The Versace collection was a mix of sexy street style dresses with a dash of tailoring. Donatella stated that, “You don’t necessarily think of Versace for tailoring anymore. We’re so known for dresses, I wanted to show what we can do”. And that’s exactly what she did, sending models onto the runway in seriously un-Versace like dresses and loose tie-dyed kaftans that still managed to maintain a sexy air.
As for the tailoring, suits were the order of the day, with thigh-length blazers balanced by panels of lace foliage to maintain Versace’s signature feminitiy.
Just Cavalli, an offshoot of Renzo Rosso’s Diesel creatively overseen by team Cavalli, contained many trademark Cavalli designs. Tight denim, contour-hugging printed jersey, and lots of opaque reveals. Before the show Roberto Cavalli stated,”You will see forty beautiful mermaids. Just Cavalli is for young girls, very young girls. Fun, Mediterranean and beautiful. Some of the shows I have seen this week look like winter, but this is summer, summer, summer.” Bougainvillea and blue majolica prints bloomed everywhere, and a closing section of printed, irregularly hemmed floaty mermaid gowns that were expect.
Expanding upon the Japanese-esque style of Prada’s earlier show, Pucci brought us a runway show of South East Asia inspired collection.The script on long, flowing, contour-clarioning silk dresses appeared to be Cambodian or Vietnamese. Decorative tiger and dragon motifs sat alongside camouflage prints whilst olive and khaki tunics with regimental patches were suggestive of a 60s military uniform. Stacked, faux-ivory dragon heels were unmistakably reminiscent of the Far East and some of the short, and sheer black numbers looked like that of an upmarket bar-girl. Overall, the collection was a sultry line of after-hours wear for a fantasy Asian-hotspot.
A favorite of the day was Bottega Veneta that featured exquisite 40s-style dresses. Summery butterfly, pansy and tulip motifs adorned the dresses with ladylike grace and the shapes were chaste and classic without looking too stuffy or staid. Flashes of skin and snakeskin print hosiery gave the outfits a subtle but suggestive appeal. We’d love to get our hands on a piece of Bottega SS13.

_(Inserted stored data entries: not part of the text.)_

//! In-memory hosts backed by `ropey`, used by the CLI and by tests.

use std::collections::{BTreeMap, HashMap};
use std::ops::Range;
use std::sync::Arc;

use linemark_core::{BlockKind, DiffBlock, LinemarkError};
use parking_lot::{Mutex, RwLock};
use ropey::Rope;

use crate::host::{AnnotationHandle, AnnotationHost, DocumentId, EditorHost, EditorId, FileId, VersionProvider};

/// A rope shared between an editor buffer and whoever reads it.
///
/// # Examples
///
/// ```
/// use linemark_sync::memory::SharedText;
///
/// let text = SharedText::new("a\nb\n");
/// let reader = text.clone();
/// text.edit(2..3, "x").unwrap();
/// assert_eq!(reader.text(), "a\nx\n");
/// ```
#[derive(Debug, Clone, Default)]
pub struct SharedText(Arc<RwLock<Rope>>);

impl SharedText {
    pub fn new(text: &str) -> Self {
        Self(Arc::new(RwLock::new(Rope::from_str(text))))
    }

    pub fn text(&self) -> String {
        self.0.read().to_string()
    }

    pub fn len_chars(&self) -> usize {
        self.0.read().len_chars()
    }

    /// Replace the whole text.
    pub fn set(&self, text: &str) {
        *self.0.write() = Rope::from_str(text);
    }

    /// Replace a character range, returning the removed text.
    ///
    /// # Errors
    ///
    /// Returns [`LinemarkError::Mutation`] if the range is out of bounds.
    pub fn edit(&self, range: Range<usize>, text: &str) -> Result<String, LinemarkError> {
        let mut rope = self.0.write();
        if range.start > range.end || range.end > rope.len_chars() {
            return Err(LinemarkError::Mutation(format!(
                "range {}..{} outside document of length {}",
                range.start,
                range.end,
                rope.len_chars()
            )));
        }
        let removed = rope.slice(range.clone()).to_string();
        rope.remove(range.clone());
        rope.insert(range.start, text);
        Ok(removed)
    }

    fn with<R>(&self, f: impl FnOnce(&Rope) -> R) -> R {
        f(&*self.0.read())
    }
}

#[derive(Debug)]
struct Transaction {
    start: usize,
    inserted_chars: usize,
    removed: String,
}

#[derive(Debug)]
struct Buffer {
    text: SharedText,
    undo: Vec<Transaction>,
    read_only: bool,
    watchers: Vec<(EditorId, MemoryAnnotations)>,
}

impl Buffer {
    /// Apply one edit and move the anchors of every watching editor.
    fn apply(&mut self, range: Range<usize>, text: &str) -> Result<String, LinemarkError> {
        let inserted = text.chars().count();
        let removed = self.text.edit(range.clone(), text)?;
        for (editor, annotations) in &self.watchers {
            annotations.track_edit(*editor, range.clone(), inserted);
        }
        Ok(removed)
    }
}

/// An [`EditorHost`] over in-memory ropes with a per-document undo stack.
///
/// Lines break on `\n` only (a preceding `\r` stays part of the line), the
/// same rule the diff engine splits by. Edits made through the host move
/// the anchors of every [`MemoryAnnotations`] registered with
/// [`MemoryEditor::watch`]; text replaced behind its back through
/// [`SharedText::set`] does not.
///
/// # Examples
///
/// ```
/// use linemark_sync::memory::{MemoryEditor, SharedText};
/// use linemark_sync::{DocumentId, EditorHost};
///
/// let mut editor = MemoryEditor::new();
/// let doc = DocumentId(1);
/// editor.open(doc, SharedText::new("a\nb\n"));
/// assert_eq!(editor.line_count(doc), 3);
/// assert_eq!(editor.line_start_offset(doc, 1), Some(2));
/// ```
#[derive(Debug, Default)]
pub struct MemoryEditor {
    buffers: HashMap<DocumentId, Buffer>,
}

impl MemoryEditor {
    pub fn new() -> Self {
        Self::default()
    }

    pub fn open(&mut self, doc: DocumentId, text: SharedText) {
        self.buffers.insert(
            doc,
            Buffer {
                text,
                undo: Vec::new(),
                read_only: false,
                watchers: Vec::new(),
            },
        );
    }

    /// Keep `editor`'s markers in `annotations` anchored across edits of `doc`.
    pub fn watch(&mut self, doc: DocumentId, editor: EditorId, annotations: MemoryAnnotations) {
        if let Some(buffer) = self.buffers.get_mut(&doc) {
            buffer.watchers.push((editor, annotations));
        }
    }

    pub fn close(&mut self, doc: DocumentId) {
        self.buffers.remove(&doc);
    }

    pub fn text(&self, doc: DocumentId) -> Option<String> {
        self.buffers.get(&doc).map(|b| b.text.text())
    }

    /// Make every edit to `doc` fail until cleared.
    pub fn set_read_only(&mut self, doc: DocumentId, read_only: bool) {
        if let Some(buffer) = self.buffers.get_mut(&doc) {
            buffer.read_only = read_only;
        }
    }

    fn read<R>(&self, doc: DocumentId, f: impl FnOnce(&Rope) -> R) -> Option<R> {
        self.buffers.get(&doc).map(|b| b.text.with(f))
    }
}

impl EditorHost for MemoryEditor {
    fn line_count(&self, doc: DocumentId) -> usize {
        self.read(doc, |rope| rope.len_lines()).unwrap_or(0)
    }

    fn line_start_offset(&self, doc: DocumentId, line: usize) -> Option<usize> {
        self.read(doc, |rope| {
            (line < rope.len_lines()).then(|| rope.line_to_char(line))
        })
        .flatten()
    }

    fn text_length(&self, doc: DocumentId) -> usize {
        self.read(doc, |rope| rope.len_chars()).unwrap_or(0)
    }

    fn slice(&self, doc: DocumentId, range: Range<usize>) -> Option<String> {
        self.read(doc, |rope| {
            (range.start <= range.end && range.end <= rope.len_chars())
                .then(|| rope.slice(range).to_string())
        })
        .flatten()
    }

    fn replace_range(
        &mut self,
        doc: DocumentId,
        range: Range<usize>,
        text: &str,
    ) -> Result<(), LinemarkError> {
        let buffer = self
            .buffers
            .get_mut(&doc)
            .ok_or_else(|| LinemarkError::Mutation(format!("{doc} is not open")))?;
        if buffer.read_only {
            return Err(LinemarkError::Mutation(format!("{doc} is read-only")));
        }
        let start = range.start;
        let removed = buffer.apply(range, text)?;
        buffer.undo.push(Transaction {
            start,
            inserted_chars: text.chars().count(),
            removed,
        });
        Ok(())
    }

    fn undo(&mut self, doc: DocumentId) -> bool {
        let Some(buffer) = self.buffers.get_mut(&doc) else {
            return false;
        };
        let Some(tx) = buffer.undo.pop() else {
            return false;
        };
        buffer
            .apply(tx.start..tx.start + tx.inserted_chars, &tx.removed)
            .is_ok()
    }
}

/// One marker held by [`MemoryAnnotations`].
#[derive(Debug, Clone, PartialEq, Eq)]
pub struct Annotation {
    pub editor: EditorId,
    pub range: Range<usize>,
    pub kind: BlockKind,
    pub block_id: String,
}

#[derive(Debug, Default)]
struct AnnotationTable {
    next: u64,
    live: BTreeMap<AnnotationHandle, Annotation>,
}

/// An [`AnnotationHost`] that records markers in a table.
///
/// Clones share the same table, so a test can keep one clone while a
/// session owns another.
#[derive(Debug, Clone, Default)]
pub struct MemoryAnnotations {
    table: Arc<Mutex<AnnotationTable>>,
}

impl MemoryAnnotations {
    pub fn new() -> Self {
        Self::default()
    }

    /// Live markers of `editor`, in document order.
    pub fn for_editor(&self, editor: EditorId) -> Vec<Annotation> {
        let mut out: Vec<Annotation> = self
            .table
            .lock()
            .live
            .values()
            .filter(|a| a.editor == editor)
            .cloned()
            .collect();
        out.sort_by_key(|a| (a.range.start, a.range.end));
        out
    }

    /// Total live markers across all editors.
    pub fn len(&self) -> usize {
        self.table.lock().live.len()
    }

    pub fn is_empty(&self) -> bool {
        self.len() == 0
    }

    /// Move `editor`'s markers for an edit replacing `edit` with `inserted`
    /// characters.
    ///
    /// Markers behind the edit stay put and markers after it shift. Text
    /// inserted exactly at a marker's start or end lands outside it. An
    /// endpoint inside the replaced text collapses onto the edit.
    pub fn track_edit(&self, editor: EditorId, edit: Range<usize>, inserted: usize) {
        let mut table = self.table.lock();
        for annotation in table.live.values_mut().filter(|a| a.editor == editor) {
            let start = shift_start(annotation.range.start, &edit, inserted);
            let end = shift_end(annotation.range.end, &edit, inserted).max(start);
            annotation.range = start..end;
        }
    }
}

fn shift_start(offset: usize, edit: &Range<usize>, inserted: usize) -> usize {
    if offset < edit.start {
        offset
    } else if offset >= edit.end {
        offset - (edit.end - edit.start) + inserted
    } else {
        edit.start + inserted
    }
}

fn shift_end(offset: usize, edit: &Range<usize>, inserted: usize) -> usize {
    if offset <= edit.start {
        offset
    } else if offset >= edit.end {
        offset - (edit.end - edit.start) + inserted
    } else {
        edit.start
    }
}

impl AnnotationHost for MemoryAnnotations {
    fn add_annotation(
        &mut self,
        editor: EditorId,
        range: Range<usize>,
        block: &DiffBlock,
    ) -> Result<AnnotationHandle, LinemarkError> {
        let mut table = self.table.lock();
        table.next += 1;
        let handle = AnnotationHandle(table.next);
        table.live.insert(
            handle,
            Annotation {
                editor,
                range,
                kind: block.kind(),
                block_id: block.block_id().to_string(),
            },
        );
        Ok(handle)
    }

    fn remove_annotation(&mut self, editor: EditorId, handle: AnnotationHandle) {
        let mut table = self.table.lock();
        if table.live.get(&handle).is_some_and(|a| a.editor == editor) {
            table.live.remove(&handle);
        }
    }

    fn annotation_range(&self, editor: EditorId, handle: AnnotationHandle) -> Option<Range<usize>> {
        self.table
            .lock()
            .live
            .get(&handle)
            .filter(|a| a.editor == editor)
            .map(|a| a.range.clone())
    }
}

#[derive(Debug)]
struct VersionedFile {
    baseline: Option<String>,
    current: SharedText,
}

/// A [`VersionProvider`] holding baselines in memory and reading the current
/// version from live buffers.
///
/// # Examples
///
/// ```
/// use linemark_sync::memory::{MemoryVersions, SharedText};
/// use linemark_sync::{FileId, VersionProvider};
///
/// let versions = MemoryVersions::new();
/// let file = FileId::new("a.txt");
/// versions.track(file.clone(), Some("old\n"), SharedText::new("new\n"));
/// assert!(versions.is_tracked(&file));
/// assert_eq!(versions.current_content(&file).as_deref(), Some("new\n"));
/// ```
#[derive(Debug, Clone, Default)]
pub struct MemoryVersions {
    files: Arc<RwLock<HashMap<FileId, VersionedFile>>>,
}

impl MemoryVersions {
    pub fn new() -> Self {
        Self::default()
    }

    pub fn track(&self, file: FileId, baseline: Option<&str>, current: SharedText) {
        self.files.write().insert(
            file,
            VersionedFile {
                baseline: baseline.map(str::to_string),
                current,
            },
        );
    }

    pub fn set_baseline(&self, file: &FileId, baseline: Option<&str>) {
        if let Some(entry) = self.files.write().get_mut(file) {
            entry.baseline = baseline.map(str::to_string);
        }
    }

    pub fn untrack(&self, file: &FileId) {
        self.files.write().remove(file);
    }
}

impl VersionProvider for MemoryVersions {
    fn is_tracked(&self, file: &FileId) -> bool {
        self.files.read().contains_key(file)
    }

    fn baseline_content(&self, file: &FileId) -> Option<String> {
        self.files.read().get(file).and_then(|f| f.baseline.clone())
    }

    fn current_content(&self, file: &FileId) -> Option<String> {
        self.files.read().get(file).map(|f| f.current.text())
    }
}
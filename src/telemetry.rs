// src/telemetry.rs
// Event bus for embedders (analogous to the teacher's EventBus/CsvLogger
// pair): fans simulation-level events out to subscribed listeners, on
// top of the kernel's own `tracing` diagnostics.

use crate::message::AgentId;

/// High-level events emitted once per cycle for whoever wants to log,
/// record metrics, or write a CSV trail — entirely separate from the
/// kernel's internal `tracing` calls, which exist whether or not
/// anything is subscribed.
#[derive(Debug, Clone)]
pub enum KernelEvent {
    /// A message was resolved to `recipients` agents and delivered.
    Routed {
        cycle: u64,
        time: f64,
        topic: String,
        from: Option<AgentId>,
        recipients: usize,
    },
    /// An alarm fired for `owner`.
    AlarmFired { cycle: u64, time: f64, owner: AgentId },
    /// A message's receiver resolved to nobody known; dropped.
    RoutingDropped { cycle: u64, time: f64, topic: String },
    /// An agent raised inside `setup`/`update`/`teardown` and was
    /// retired (non-strict mode).
    AgentFaulted {
        cycle: u64,
        time: f64,
        uuid: AgentId,
        hook: &'static str,
    },
    /// A cycle produced no routed messages, no newly-hot agents, and no
    /// fireable alarms.
    Idle { cycle: u64, time: f64 },
}

pub trait EventListener: Send {
    fn on_event(&mut self, event: &KernelEvent);
}

/// Simple fan-out list of listeners, mirroring the teacher's `EventBus`.
#[derive(Default)]
pub struct Telemetry {
    listeners: Vec<Box<dyn EventListener>>,
}

impl Telemetry {
    pub fn new() -> Self {
        Self::default()
    }

    pub fn subscribe(&mut self, listener: Box<dyn EventListener>) {
        self.listeners.push(listener);
    }

    pub fn emit(&mut self, event: KernelEvent) {
        for listener in self.listeners.iter_mut() {
            listener.on_event(&event);
        }
    }
}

Irish twin duo Jedward may have made an appearance at Dsquared2, but our eyes were nonetheless drawn to Missoni‘s out of this world collection.With the starting point of inspiration being a Japanese animé sci-fi, it was a theme that clearly delighted both the stylists and accessories-team. Space visors, bright lipstick, rough crystal necklaces and bracelets and delicate ankle-encasing heels provided a gloss to the looks.
Pieces included jackets that shimmered with starburst paillettes, sporty vest-top dresses with opaque outer layers over Missoni’s specialty patterned knits, and vibrantly colored space-esque bodysuits. Whether decorated in patchworks of geometric blocks or a confusion of colored texture, the collection was a space-age delight that drew in the eye.